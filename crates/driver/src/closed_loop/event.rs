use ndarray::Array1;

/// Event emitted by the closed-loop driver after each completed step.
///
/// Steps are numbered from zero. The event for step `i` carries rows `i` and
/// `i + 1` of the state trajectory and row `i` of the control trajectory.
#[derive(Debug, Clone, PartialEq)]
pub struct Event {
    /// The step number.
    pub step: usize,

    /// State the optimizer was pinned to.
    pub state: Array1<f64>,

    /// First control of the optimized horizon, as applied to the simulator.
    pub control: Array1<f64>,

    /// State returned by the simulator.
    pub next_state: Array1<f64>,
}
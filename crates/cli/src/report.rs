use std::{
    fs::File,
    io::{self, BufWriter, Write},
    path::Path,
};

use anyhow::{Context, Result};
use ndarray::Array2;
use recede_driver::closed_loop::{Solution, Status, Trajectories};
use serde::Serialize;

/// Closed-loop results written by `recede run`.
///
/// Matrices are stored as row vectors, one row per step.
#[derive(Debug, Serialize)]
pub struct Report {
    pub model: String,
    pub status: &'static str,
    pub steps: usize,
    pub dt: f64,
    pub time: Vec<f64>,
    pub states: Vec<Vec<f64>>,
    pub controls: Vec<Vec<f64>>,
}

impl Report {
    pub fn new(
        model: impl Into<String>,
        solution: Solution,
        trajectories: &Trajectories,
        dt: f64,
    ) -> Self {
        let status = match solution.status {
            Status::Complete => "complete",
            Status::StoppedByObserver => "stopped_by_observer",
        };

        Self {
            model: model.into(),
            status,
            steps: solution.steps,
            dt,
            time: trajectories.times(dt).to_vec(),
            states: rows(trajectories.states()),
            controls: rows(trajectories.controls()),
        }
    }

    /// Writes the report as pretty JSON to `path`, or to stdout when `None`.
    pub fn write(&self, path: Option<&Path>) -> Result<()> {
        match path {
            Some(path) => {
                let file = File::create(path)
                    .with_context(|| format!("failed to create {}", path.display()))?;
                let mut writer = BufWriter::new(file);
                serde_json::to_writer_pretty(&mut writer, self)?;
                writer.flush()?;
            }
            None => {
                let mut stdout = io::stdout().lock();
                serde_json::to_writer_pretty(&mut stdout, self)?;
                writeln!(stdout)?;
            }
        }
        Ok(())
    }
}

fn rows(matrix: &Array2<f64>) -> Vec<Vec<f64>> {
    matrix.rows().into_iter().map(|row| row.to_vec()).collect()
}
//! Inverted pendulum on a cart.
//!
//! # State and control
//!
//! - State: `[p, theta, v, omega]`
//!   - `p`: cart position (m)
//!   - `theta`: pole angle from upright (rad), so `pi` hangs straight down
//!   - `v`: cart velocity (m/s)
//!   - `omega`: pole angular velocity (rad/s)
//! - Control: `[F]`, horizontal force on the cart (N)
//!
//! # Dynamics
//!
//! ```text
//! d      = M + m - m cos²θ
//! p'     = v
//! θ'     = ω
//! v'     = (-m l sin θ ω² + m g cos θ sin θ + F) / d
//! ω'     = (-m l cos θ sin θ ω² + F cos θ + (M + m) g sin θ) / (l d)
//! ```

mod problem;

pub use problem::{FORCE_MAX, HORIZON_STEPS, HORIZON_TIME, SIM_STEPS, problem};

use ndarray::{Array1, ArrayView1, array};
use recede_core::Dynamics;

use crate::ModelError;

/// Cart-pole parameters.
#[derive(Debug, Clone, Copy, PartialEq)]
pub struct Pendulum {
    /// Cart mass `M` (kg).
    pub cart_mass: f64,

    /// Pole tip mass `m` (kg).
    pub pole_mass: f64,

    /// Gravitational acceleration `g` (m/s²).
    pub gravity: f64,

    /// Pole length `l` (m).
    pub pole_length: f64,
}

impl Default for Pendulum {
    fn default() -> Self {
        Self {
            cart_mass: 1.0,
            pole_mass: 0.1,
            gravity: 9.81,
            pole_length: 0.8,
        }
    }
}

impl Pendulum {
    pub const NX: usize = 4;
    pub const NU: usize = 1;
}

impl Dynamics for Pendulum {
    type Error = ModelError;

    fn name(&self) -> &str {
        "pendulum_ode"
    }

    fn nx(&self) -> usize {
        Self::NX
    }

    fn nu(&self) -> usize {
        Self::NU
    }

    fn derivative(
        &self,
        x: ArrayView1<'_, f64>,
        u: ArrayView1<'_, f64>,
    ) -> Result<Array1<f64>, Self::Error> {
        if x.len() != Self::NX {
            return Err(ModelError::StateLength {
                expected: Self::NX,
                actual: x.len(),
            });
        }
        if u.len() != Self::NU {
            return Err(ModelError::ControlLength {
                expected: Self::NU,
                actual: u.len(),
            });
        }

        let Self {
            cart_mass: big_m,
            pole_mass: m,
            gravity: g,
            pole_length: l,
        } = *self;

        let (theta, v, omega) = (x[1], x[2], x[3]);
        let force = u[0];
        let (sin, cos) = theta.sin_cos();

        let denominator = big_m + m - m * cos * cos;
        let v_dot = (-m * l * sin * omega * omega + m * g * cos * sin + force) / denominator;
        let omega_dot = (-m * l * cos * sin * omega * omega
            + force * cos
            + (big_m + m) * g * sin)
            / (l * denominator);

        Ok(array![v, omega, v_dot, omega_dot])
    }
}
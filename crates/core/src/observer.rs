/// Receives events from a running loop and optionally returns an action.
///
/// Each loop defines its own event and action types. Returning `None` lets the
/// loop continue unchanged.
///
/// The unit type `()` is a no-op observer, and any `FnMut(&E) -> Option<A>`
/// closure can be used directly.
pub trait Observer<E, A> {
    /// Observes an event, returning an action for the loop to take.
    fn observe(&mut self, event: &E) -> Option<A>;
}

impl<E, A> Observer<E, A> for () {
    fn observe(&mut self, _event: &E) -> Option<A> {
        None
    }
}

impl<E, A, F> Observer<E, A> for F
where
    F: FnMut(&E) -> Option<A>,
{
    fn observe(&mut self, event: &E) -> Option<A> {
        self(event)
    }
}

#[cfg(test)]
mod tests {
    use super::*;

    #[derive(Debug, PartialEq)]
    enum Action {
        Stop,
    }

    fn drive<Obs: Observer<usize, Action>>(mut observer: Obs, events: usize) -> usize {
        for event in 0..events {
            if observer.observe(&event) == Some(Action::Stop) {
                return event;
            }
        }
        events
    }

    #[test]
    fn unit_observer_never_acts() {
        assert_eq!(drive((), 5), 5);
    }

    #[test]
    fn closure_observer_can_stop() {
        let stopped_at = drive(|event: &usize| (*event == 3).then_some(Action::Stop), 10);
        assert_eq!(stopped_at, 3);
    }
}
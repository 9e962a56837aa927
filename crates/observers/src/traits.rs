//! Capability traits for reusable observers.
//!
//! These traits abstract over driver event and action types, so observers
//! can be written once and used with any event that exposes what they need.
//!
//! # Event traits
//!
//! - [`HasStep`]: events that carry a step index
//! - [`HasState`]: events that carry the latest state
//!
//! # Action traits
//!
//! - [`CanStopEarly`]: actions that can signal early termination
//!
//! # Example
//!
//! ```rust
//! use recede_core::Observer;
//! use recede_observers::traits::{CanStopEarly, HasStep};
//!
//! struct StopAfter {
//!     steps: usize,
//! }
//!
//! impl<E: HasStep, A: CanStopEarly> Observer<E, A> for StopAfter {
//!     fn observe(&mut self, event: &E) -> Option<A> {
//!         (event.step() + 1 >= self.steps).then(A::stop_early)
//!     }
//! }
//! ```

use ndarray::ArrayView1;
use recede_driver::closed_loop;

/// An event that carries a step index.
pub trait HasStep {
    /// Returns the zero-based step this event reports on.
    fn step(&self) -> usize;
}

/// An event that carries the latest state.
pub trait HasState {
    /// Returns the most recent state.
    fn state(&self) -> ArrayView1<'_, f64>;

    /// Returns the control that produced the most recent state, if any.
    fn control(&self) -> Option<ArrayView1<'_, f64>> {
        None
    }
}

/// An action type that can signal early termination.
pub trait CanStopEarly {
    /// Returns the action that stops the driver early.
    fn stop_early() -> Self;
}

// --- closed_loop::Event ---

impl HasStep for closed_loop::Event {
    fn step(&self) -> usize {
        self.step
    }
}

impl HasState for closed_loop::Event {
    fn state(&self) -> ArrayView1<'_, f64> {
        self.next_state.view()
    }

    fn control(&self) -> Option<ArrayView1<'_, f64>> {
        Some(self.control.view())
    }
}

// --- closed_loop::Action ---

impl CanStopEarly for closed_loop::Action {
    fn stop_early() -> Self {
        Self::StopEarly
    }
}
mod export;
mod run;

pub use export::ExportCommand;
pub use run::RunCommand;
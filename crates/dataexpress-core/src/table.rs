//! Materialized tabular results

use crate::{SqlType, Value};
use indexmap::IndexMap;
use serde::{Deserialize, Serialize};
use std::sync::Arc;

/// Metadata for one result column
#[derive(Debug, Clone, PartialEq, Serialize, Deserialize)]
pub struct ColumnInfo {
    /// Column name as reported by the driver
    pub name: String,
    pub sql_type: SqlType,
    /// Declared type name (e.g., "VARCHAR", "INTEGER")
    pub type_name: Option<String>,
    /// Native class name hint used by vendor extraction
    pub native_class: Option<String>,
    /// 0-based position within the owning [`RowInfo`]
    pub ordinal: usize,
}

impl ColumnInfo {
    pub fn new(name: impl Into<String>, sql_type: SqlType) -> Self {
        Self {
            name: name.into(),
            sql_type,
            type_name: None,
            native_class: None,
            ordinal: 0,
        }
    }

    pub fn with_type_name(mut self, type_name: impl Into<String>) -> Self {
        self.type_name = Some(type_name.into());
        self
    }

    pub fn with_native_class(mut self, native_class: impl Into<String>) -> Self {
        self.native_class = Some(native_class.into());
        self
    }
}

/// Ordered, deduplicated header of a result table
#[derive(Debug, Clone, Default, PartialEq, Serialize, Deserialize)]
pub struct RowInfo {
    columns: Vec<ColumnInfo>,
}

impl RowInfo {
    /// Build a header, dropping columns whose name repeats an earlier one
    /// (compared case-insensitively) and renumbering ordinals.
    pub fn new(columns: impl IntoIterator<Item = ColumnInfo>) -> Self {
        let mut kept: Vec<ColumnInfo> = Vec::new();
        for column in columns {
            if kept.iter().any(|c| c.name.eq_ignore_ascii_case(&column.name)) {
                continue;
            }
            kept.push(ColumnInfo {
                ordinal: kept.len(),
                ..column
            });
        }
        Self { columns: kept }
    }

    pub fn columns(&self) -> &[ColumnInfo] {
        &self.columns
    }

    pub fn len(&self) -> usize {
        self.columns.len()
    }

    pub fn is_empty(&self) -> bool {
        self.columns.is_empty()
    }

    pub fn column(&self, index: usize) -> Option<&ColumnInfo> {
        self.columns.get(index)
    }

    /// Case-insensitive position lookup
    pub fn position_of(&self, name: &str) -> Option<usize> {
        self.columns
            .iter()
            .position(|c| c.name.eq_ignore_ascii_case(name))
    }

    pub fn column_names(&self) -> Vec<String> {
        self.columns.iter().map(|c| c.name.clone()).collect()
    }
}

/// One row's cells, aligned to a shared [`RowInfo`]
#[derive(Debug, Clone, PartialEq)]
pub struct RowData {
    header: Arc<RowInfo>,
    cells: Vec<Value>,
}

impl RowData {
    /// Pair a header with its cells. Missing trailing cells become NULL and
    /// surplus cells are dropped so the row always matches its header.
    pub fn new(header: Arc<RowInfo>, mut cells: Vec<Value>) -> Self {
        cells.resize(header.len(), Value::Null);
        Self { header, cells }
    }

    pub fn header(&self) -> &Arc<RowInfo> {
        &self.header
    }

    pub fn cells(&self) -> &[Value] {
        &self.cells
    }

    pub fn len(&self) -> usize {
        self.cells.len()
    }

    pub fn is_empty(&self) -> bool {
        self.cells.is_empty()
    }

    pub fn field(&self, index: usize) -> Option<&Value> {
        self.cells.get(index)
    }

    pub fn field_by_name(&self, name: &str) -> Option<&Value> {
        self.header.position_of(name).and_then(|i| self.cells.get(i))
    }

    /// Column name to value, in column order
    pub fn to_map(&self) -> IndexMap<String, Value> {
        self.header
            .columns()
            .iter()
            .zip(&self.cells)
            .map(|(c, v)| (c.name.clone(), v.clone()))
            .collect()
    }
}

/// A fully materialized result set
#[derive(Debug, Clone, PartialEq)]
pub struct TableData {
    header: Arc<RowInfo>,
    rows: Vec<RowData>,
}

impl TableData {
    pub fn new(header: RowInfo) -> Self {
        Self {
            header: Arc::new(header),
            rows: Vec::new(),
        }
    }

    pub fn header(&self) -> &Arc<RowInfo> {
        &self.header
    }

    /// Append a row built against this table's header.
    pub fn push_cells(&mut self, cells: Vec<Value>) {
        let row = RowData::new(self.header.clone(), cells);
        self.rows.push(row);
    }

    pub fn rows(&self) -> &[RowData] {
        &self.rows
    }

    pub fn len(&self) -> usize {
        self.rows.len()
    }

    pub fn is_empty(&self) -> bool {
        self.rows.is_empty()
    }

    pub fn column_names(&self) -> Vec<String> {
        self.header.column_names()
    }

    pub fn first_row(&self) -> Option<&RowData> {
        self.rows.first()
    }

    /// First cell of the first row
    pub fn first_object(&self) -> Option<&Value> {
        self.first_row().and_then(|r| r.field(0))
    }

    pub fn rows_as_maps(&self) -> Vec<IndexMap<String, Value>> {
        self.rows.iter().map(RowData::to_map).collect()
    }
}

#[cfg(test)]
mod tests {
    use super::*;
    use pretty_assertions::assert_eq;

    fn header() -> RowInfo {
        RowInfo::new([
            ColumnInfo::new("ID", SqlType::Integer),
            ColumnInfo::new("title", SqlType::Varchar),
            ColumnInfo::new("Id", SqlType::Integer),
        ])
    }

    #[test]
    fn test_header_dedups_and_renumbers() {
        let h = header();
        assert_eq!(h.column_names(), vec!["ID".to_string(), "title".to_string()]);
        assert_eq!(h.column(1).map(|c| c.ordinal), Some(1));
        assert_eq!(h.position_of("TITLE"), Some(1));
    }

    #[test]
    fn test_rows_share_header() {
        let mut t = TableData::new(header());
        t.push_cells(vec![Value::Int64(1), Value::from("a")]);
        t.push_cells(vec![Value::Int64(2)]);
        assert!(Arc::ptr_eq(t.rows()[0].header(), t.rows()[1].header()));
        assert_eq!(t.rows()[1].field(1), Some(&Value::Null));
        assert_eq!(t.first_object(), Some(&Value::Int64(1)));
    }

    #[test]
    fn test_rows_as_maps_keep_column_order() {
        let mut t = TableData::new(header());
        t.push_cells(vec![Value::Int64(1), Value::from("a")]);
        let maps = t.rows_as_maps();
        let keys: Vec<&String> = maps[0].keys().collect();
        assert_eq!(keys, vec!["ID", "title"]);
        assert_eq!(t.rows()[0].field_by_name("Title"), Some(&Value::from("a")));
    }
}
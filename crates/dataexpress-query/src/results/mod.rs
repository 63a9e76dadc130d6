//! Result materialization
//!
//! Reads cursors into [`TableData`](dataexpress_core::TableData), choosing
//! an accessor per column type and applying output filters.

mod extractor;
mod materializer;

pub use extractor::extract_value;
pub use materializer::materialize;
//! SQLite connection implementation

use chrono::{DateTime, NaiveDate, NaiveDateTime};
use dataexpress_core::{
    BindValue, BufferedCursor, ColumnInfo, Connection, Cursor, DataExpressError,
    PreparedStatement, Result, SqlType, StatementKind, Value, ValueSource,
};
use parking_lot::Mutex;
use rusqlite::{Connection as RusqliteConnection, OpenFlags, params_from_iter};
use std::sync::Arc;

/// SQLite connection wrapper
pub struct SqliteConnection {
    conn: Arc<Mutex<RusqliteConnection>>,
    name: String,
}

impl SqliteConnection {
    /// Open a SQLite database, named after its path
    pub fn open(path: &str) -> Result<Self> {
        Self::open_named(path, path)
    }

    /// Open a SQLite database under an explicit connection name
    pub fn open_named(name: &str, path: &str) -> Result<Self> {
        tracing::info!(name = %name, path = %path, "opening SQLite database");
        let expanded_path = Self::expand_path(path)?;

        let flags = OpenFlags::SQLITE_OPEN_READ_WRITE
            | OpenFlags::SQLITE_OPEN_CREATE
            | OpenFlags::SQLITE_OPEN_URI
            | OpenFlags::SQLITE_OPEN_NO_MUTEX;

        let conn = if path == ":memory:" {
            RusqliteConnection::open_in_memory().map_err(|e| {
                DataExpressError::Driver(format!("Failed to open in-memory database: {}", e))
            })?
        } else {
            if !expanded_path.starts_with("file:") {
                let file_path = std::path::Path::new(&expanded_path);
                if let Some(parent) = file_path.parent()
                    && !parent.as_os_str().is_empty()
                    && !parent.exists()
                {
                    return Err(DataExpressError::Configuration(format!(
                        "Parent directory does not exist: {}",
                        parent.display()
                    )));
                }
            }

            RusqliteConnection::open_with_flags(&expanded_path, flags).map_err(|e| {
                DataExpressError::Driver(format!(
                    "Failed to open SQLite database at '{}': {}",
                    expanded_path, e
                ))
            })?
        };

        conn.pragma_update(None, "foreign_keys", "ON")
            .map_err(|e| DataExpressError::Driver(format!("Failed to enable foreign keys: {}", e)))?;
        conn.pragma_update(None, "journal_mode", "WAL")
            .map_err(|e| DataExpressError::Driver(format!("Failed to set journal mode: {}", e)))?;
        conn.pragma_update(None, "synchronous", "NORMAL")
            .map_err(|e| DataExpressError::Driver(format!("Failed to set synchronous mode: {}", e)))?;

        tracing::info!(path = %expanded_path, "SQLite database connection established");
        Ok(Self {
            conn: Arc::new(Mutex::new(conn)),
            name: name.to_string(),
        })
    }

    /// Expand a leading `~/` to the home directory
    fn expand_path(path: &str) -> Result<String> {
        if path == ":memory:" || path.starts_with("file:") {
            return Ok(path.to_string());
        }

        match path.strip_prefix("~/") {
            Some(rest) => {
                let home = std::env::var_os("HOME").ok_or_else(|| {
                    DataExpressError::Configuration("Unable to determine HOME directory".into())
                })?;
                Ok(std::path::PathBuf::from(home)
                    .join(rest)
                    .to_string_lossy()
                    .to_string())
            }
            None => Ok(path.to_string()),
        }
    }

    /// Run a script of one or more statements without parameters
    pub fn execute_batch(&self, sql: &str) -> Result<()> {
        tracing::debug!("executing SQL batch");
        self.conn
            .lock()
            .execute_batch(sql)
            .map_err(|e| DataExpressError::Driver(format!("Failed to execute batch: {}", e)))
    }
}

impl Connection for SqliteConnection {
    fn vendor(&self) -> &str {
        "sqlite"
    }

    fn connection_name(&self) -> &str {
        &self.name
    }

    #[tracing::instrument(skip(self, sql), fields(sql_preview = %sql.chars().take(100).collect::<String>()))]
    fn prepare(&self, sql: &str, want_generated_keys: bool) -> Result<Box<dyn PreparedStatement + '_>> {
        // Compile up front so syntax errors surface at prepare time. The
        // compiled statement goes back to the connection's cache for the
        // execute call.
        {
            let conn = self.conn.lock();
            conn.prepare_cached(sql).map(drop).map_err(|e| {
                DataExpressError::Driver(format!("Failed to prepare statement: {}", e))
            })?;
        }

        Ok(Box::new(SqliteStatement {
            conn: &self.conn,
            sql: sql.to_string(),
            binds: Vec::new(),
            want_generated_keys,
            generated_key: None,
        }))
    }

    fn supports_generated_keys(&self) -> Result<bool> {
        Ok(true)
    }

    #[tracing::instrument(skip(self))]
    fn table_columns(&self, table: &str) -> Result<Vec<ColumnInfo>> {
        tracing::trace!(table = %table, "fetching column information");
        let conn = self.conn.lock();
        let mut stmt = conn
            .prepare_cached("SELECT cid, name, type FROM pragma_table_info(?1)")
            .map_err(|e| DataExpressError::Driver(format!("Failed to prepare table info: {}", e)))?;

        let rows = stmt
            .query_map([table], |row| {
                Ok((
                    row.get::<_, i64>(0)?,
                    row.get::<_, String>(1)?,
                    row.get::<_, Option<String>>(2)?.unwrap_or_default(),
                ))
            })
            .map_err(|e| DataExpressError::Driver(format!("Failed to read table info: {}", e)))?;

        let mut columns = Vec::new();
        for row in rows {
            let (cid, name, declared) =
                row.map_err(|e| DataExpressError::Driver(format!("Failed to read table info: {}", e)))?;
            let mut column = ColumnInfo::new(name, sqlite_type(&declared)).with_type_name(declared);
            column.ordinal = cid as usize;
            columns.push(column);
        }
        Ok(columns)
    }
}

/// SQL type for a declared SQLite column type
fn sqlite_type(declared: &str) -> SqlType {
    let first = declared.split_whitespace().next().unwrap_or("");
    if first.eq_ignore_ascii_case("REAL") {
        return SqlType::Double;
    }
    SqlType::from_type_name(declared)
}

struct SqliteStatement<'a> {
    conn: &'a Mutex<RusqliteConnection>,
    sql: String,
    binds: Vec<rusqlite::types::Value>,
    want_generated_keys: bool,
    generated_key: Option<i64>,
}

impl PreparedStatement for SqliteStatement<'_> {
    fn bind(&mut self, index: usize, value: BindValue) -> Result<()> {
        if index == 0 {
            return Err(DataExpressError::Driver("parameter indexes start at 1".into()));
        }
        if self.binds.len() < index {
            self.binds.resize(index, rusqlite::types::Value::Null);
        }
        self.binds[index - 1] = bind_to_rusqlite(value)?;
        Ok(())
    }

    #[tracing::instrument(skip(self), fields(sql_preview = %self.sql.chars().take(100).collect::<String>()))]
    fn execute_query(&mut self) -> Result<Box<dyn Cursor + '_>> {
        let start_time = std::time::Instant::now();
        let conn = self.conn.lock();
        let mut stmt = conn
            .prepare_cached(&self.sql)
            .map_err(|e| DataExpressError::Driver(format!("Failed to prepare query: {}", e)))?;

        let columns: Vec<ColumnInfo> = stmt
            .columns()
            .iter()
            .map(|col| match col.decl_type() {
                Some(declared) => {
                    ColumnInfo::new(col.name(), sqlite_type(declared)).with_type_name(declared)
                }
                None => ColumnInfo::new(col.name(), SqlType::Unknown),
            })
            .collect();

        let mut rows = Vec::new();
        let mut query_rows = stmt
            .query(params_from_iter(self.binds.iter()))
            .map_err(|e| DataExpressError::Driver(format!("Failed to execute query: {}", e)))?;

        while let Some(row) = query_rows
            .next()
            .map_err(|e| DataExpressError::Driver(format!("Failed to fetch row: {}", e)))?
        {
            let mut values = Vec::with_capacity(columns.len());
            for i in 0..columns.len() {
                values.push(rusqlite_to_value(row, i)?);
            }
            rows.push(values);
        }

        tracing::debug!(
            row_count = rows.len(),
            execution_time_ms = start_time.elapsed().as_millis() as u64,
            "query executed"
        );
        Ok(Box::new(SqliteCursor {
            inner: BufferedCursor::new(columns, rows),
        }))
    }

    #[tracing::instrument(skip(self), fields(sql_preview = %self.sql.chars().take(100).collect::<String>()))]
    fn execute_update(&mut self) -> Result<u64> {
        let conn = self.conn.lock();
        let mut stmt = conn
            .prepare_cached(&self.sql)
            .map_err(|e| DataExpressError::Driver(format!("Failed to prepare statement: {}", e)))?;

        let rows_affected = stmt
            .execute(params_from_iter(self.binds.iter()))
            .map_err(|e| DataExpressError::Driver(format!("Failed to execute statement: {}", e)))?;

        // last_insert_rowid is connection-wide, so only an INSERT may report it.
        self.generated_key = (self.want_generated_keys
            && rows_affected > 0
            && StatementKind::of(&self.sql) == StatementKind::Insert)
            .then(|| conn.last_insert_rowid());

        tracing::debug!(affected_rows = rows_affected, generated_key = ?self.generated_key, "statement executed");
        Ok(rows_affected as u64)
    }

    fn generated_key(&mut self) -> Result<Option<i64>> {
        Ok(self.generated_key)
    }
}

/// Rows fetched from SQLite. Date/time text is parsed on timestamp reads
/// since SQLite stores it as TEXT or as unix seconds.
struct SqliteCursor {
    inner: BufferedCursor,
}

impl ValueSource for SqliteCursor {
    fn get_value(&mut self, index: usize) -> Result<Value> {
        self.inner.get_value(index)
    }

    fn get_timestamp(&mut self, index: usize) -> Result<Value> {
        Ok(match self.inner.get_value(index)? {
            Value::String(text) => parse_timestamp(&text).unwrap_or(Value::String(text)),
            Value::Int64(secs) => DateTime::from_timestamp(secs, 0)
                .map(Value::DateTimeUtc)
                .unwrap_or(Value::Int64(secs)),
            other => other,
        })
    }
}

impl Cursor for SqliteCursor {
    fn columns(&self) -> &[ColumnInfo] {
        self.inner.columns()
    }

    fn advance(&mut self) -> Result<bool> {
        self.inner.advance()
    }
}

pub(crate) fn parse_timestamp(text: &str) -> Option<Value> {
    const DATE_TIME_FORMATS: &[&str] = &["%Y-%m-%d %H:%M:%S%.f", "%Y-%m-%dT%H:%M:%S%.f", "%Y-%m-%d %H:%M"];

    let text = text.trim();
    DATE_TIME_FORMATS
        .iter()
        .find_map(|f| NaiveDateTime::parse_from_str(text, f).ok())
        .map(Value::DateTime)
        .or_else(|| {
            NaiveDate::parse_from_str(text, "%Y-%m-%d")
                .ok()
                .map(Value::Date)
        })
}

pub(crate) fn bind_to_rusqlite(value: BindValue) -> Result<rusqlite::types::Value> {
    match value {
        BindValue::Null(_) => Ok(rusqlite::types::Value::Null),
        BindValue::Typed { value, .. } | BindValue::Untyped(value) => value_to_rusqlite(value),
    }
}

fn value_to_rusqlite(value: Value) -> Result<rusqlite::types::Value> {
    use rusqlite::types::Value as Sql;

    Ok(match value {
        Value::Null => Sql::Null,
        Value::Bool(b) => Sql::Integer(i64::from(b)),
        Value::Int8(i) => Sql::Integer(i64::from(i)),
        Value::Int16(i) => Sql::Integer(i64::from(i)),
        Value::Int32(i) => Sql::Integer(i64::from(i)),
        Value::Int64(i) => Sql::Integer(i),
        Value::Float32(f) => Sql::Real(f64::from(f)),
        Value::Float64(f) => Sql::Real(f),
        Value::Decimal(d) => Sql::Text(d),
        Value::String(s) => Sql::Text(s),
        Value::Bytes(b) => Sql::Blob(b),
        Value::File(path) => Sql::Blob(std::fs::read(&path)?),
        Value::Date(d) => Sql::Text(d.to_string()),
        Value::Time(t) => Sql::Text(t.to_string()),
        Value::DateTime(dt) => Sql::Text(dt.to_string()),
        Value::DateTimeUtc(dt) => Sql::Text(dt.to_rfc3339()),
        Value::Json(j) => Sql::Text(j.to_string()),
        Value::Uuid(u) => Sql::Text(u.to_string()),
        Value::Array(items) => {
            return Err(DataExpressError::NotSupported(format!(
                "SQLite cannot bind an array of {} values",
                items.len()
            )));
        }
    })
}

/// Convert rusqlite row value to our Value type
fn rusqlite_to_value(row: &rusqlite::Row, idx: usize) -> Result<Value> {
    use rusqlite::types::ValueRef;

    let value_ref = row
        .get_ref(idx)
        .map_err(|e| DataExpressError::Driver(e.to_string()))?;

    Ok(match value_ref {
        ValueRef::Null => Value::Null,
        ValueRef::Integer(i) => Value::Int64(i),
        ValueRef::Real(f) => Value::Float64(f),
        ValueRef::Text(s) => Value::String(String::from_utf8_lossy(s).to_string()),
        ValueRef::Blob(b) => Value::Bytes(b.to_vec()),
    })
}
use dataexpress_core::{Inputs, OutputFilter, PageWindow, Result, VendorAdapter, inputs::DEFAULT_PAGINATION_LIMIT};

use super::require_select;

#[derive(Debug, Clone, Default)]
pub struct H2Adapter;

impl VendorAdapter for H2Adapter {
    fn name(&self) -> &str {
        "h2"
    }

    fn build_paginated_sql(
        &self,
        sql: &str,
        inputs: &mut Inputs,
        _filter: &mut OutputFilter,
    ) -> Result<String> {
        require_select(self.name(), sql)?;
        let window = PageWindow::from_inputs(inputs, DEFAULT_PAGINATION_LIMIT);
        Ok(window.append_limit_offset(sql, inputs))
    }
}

= = = =

Count up the lines of the listing in which the word "materializer" occurs, then state that number by itself.

RESPONSE BOX →
2